## EXERCISE OBJECTIVE
Throughout the records below, find each line holding "Option" and copy it.

## TASK INPUT
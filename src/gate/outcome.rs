//! Per-check outcomes and the aggregate report.

use std::time::Duration;

/// Terminal result of polling one check.
#[derive(Debug, Clone, Copy, PartialEq, Eq)]
pub enum PollOutcome {
    /// An attempt succeeded before the timeout.
    Ready { attempts: u32, elapsed: Duration },
    /// The timeout passed without a successful attempt.
    TimedOut { attempts: u32, elapsed: Duration },
    /// The poller was stopped before reaching a verdict.
    Cancelled,
}

impl PollOutcome {
    pub fn is_ready(&self) -> bool {
        matches!(self, PollOutcome::Ready { .. })
    }
}

/// Outcome of one check, tagged with its address.
#[derive(Debug, Clone, PartialEq, Eq)]
pub struct CheckResult {
    pub address: String,
    pub timeout: Duration,
    pub outcome: PollOutcome,
}

/// Every check's outcome, in the order the checks were given.
#[derive(Debug, Clone, Default, PartialEq, Eq)]
pub struct GateReport {
    pub results: Vec<CheckResult>,
    pub elapsed: Duration,
}

impl GateReport {
    /// Logical AND over all outcomes. An empty report is ready.
    pub fn all_ready(&self) -> bool {
        self.results.iter().all(|r| r.outcome.is_ready())
    }

    pub fn ready_count(&self) -> usize {
        self.results.iter().filter(|r| r.outcome.is_ready()).count()
    }

    /// Checks that timed out or were cancelled.
    pub fn failures(&self) -> impl Iterator<Item = &CheckResult> {
        self.results.iter().filter(|r| !r.outcome.is_ready())
    }
}
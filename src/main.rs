//! depwait: block until TCP and HTTP(S) dependencies are reachable.
//!
//! # Architecture Overview
//!
//! ```text
//!   flags / config file
//!          │
//!          ▼
//!   ┌─────────────┐    ┌──────────────┐    ┌─────────────────────────────┐
//!   │   config    │───▶│   targets    │───▶│            check            │
//!   │ load+merge  │    │ string→spec  │    │  TcpCheck / HttpCheck(S)    │
//!   └─────────────┘    └──────────────┘    └──────────────┬──────────────┘
//!                                                         │
//!                                                         ▼
//!                              ┌──────────────────────────────────────────┐
//!                              │                   gate                   │
//!                              │  orchestrator ──spawn──▶ poller × N      │
//!                              │       ▲                     │            │
//!                              │       └────── JoinSet ◀─────┘            │
//!                              └──────────────────┬───────────────────────┘
//!                                                 │ all ready?
//!                                                 ▼
//!                                        process exit code
//! ```

use std::path::PathBuf;
use std::process;

use clap::{CommandFactory, Parser};

use depwait::config::{load_config, validate_config, ConfigError, GateConfig, RunConfig};
use depwait::gate::wait_for_deps_blocking;
use depwait::observability::logging::init_logging;
use depwait::targets::TargetSpec;
use depwait::GateError;

#[derive(Parser, Debug)]
#[command(name = "depwait", version)]
#[command(about = "Wait until TCP and HTTP(S) dependencies are reachable", long_about = None)]
struct Cli {
    /// Comma separated targets: protocol:host:port[:timeoutMillis[:path[:code0_code1]]],
    /// e.g. tcp:localhost:5432:2000,http:localhost:8080:5000:health:200_204
    #[arg(short, long)]
    targets: Option<String>,

    /// TOML configuration file
    #[arg(short, long)]
    config: Option<PathBuf>,

    /// Poll interval in milliseconds [default: 250]
    #[arg(long, value_name = "MILLIS")]
    poll_interval: Option<u64>,

    /// Timeout for targets that do not set one, in milliseconds [default: 30000]
    #[arg(long, value_name = "MILLIS")]
    default_timeout: Option<u64>,

    /// Exit code when every dependency is reachable [default: 0]
    #[arg(long, allow_negative_numbers = true)]
    exit_code_on_connect: Option<i32>,

    /// Exit code when any dependency is not reachable [default: 1]
    #[arg(long, allow_negative_numbers = true)]
    exit_code_on_fail: Option<i32>,

    /// Suppress all output
    #[arg(short, long)]
    quiet_mode: bool,

    /// Stop waiting on the other dependencies after the first timeout
    #[arg(long)]
    fail_fast: bool,

    /// Diagnostic log level written to stderr (overridden by RUST_LOG)
    #[arg(long)]
    log_level: Option<String>,
}

impl Cli {
    /// Load the config file, if any, and lay the flags over it.
    fn resolve(&self) -> Result<GateConfig, ConfigError> {
        let mut config = match &self.config {
            Some(path) => load_config(path)?,
            None => GateConfig::default(),
        };

        if let Some(targets) = &self.targets {
            config.targets.extend(
                targets
                    .split(',')
                    .map(str::trim)
                    .filter(|t| !t.is_empty())
                    .map(String::from),
            );
        }
        if let Some(ms) = self.poll_interval {
            config.poll_interval_ms = ms;
        }
        if let Some(ms) = self.default_timeout {
            config.default_timeout_ms = ms;
        }
        if let Some(code) = self.exit_code_on_connect {
            config.exit_code_on_ok = code;
        }
        if let Some(code) = self.exit_code_on_fail {
            config.exit_code_on_fail = code;
        }
        if let Some(level) = &self.log_level {
            config.logging.level = level.clone();
        }
        config.quiet |= self.quiet_mode;
        config.fail_fast |= self.fail_fast;

        Ok(config)
    }
}

fn run(config: &GateConfig) -> Result<i32, GateError> {
    let specs = validate_config(config)?;
    init_logging(&config.logging, config.quiet);

    tracing::debug!(
        targets = specs.len(),
        poll_interval_ms = config.poll_interval_ms,
        fail_fast = config.fail_fast,
        "Configuration loaded"
    );

    let run_config = RunConfig::from(config);
    let checks = specs.into_iter().map(TargetSpec::into_check).collect();
    let all_ready = wait_for_deps_blocking(checks, &run_config)?;

    Ok(run_config.exit_code(all_ready))
}

fn main() {
    let cli = Cli::parse();

    if cli.targets.is_none() && cli.config.is_none() {
        if let Err(e) = Cli::command().print_help() {
            eprintln!("depwait: {}", e);
            process::exit(1);
        }
        println!();
        return;
    }

    let config = match cli.resolve() {
        Ok(config) => config,
        Err(e) => {
            if !cli.quiet_mode {
                eprintln!("depwait: {}", e);
            }
            process::exit(cli.exit_code_on_fail.unwrap_or(1));
        }
    };

    match run(&config) {
        Ok(code) => process::exit(code),
        Err(e) => {
            if !config.quiet {
                eprintln!("depwait: {}", e);
            }
            process::exit(config.exit_code_on_fail);
        }
    }
}
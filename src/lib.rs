//! Readiness gate: block until network dependencies are reachable.

pub mod check;
pub mod config;
pub mod error;
pub mod gate;
pub mod observability;
pub mod targets;

pub use check::{http_check, https_check, tcp_check, DependencyCheck};
pub use config::{GateConfig, OutputSink, RunConfig};
pub use error::GateError;
pub use gate::{wait_for_deps, wait_for_deps_blocking, wait_for_deps_report, GateReport, PollOutcome};
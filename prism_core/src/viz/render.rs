//! Rendering surface boundary.
//!
//! Selection produces a data-only [`ChartSpec`]; anything that can draw it
//! sits behind [`RenderSurface`]. The default implementation writes a
//! Vega-Lite v5 document with inline data, displayable by any vega-embed
//! host, so a non-interactive caller still gets a concrete artifact.

use super::{ChartKind, ChartSpec};
use crate::error::Result;
use crate::types::{Column, Value};
use serde_json::{json, Map};

pub trait RenderSurface {
    /// Produce an opaque handle for the chart; here, the serialized chart
    /// document itself.
    fn render(&self, spec: &ChartSpec, columns: &[Column], rows: &[Vec<Value>]) -> Result<String>;
}

#[derive(Debug, Default)]
pub struct VegaLiteRenderer;

impl VegaLiteRenderer {
    pub fn new() -> Self {
        Self
    }
}

const ROW_INDEX_FIELD: &str = "_row";

impl RenderSurface for VegaLiteRenderer {
    fn render(&self, spec: &ChartSpec, columns: &[Column], rows: &[Vec<Value>]) -> Result<String> {
        let values: Vec<serde_json::Value> = rows
            .iter()
            .enumerate()
            .map(|(index, row)| {
                let mut object = Map::new();
                object.insert(ROW_INDEX_FIELD.to_string(), json!(index));
                for (column, value) in columns.iter().zip(row) {
                    object.insert(column.name.clone(), value.to_json());
                }
                serde_json::Value::Object(object)
            })
            .collect();

        let x_field = spec.x.as_deref().unwrap_or(ROW_INDEX_FIELD);
        let line_x_type = if spec.x.is_some() {
            "nominal"
        } else {
            "quantitative"
        };

        let (mark, encoding) = match spec.kind {
            ChartKind::Bar => (
                json!("bar"),
                json!({
                    "x": {"field": x_field, "type": "nominal"},
                    "y": {"field": spec.y, "type": "quantitative"},
                }),
            ),
            ChartKind::Line => (
                json!("line"),
                json!({
                    "x": {"field": x_field, "type": line_x_type},
                    "y": {"field": spec.y, "type": "quantitative"},
                }),
            ),
            ChartKind::Scatter => (
                json!("point"),
                json!({
                    "x": {"field": x_field, "type": "quantitative"},
                    "y": {"field": spec.y, "type": "quantitative"},
                }),
            ),
            ChartKind::Pie => (
                json!("arc"),
                json!({
                    "theta": {"field": spec.y, "type": "quantitative"},
                    "color": {"field": x_field, "type": "nominal"},
                }),
            ),
            ChartKind::Histogram => (
                json!("bar"),
                json!({
                    "x": {"field": x_field, "bin": true},
                    "y": {"aggregate": "count"},
                }),
            ),
        };

        let mut encoding = encoding;
        if spec.kind != ChartKind::Pie {
            if let Some(color) = &spec.color {
                encoding["color"] = json!({"field": color, "type": "nominal"});
            }
        }

        let document = json!({
            "$schema": "https://vega.github.io/schema/vega-lite/v5.json",
            "title": spec.title,
            "data": {"values": values},
            "mark": mark,
            "encoding": encoding,
        });

        Ok(serde_json::to_string_pretty(&document)?)
    }
}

## REPLY
    targets: Option<String>,
    config: Option<PathBuf>,
    poll_interval: Option<u64>,
    default_timeout: Option<u64>,
    exit_code_on_connect: Option<i32>,
    exit_code_on_fail: Option<i32>,
    log_level: Option<String>,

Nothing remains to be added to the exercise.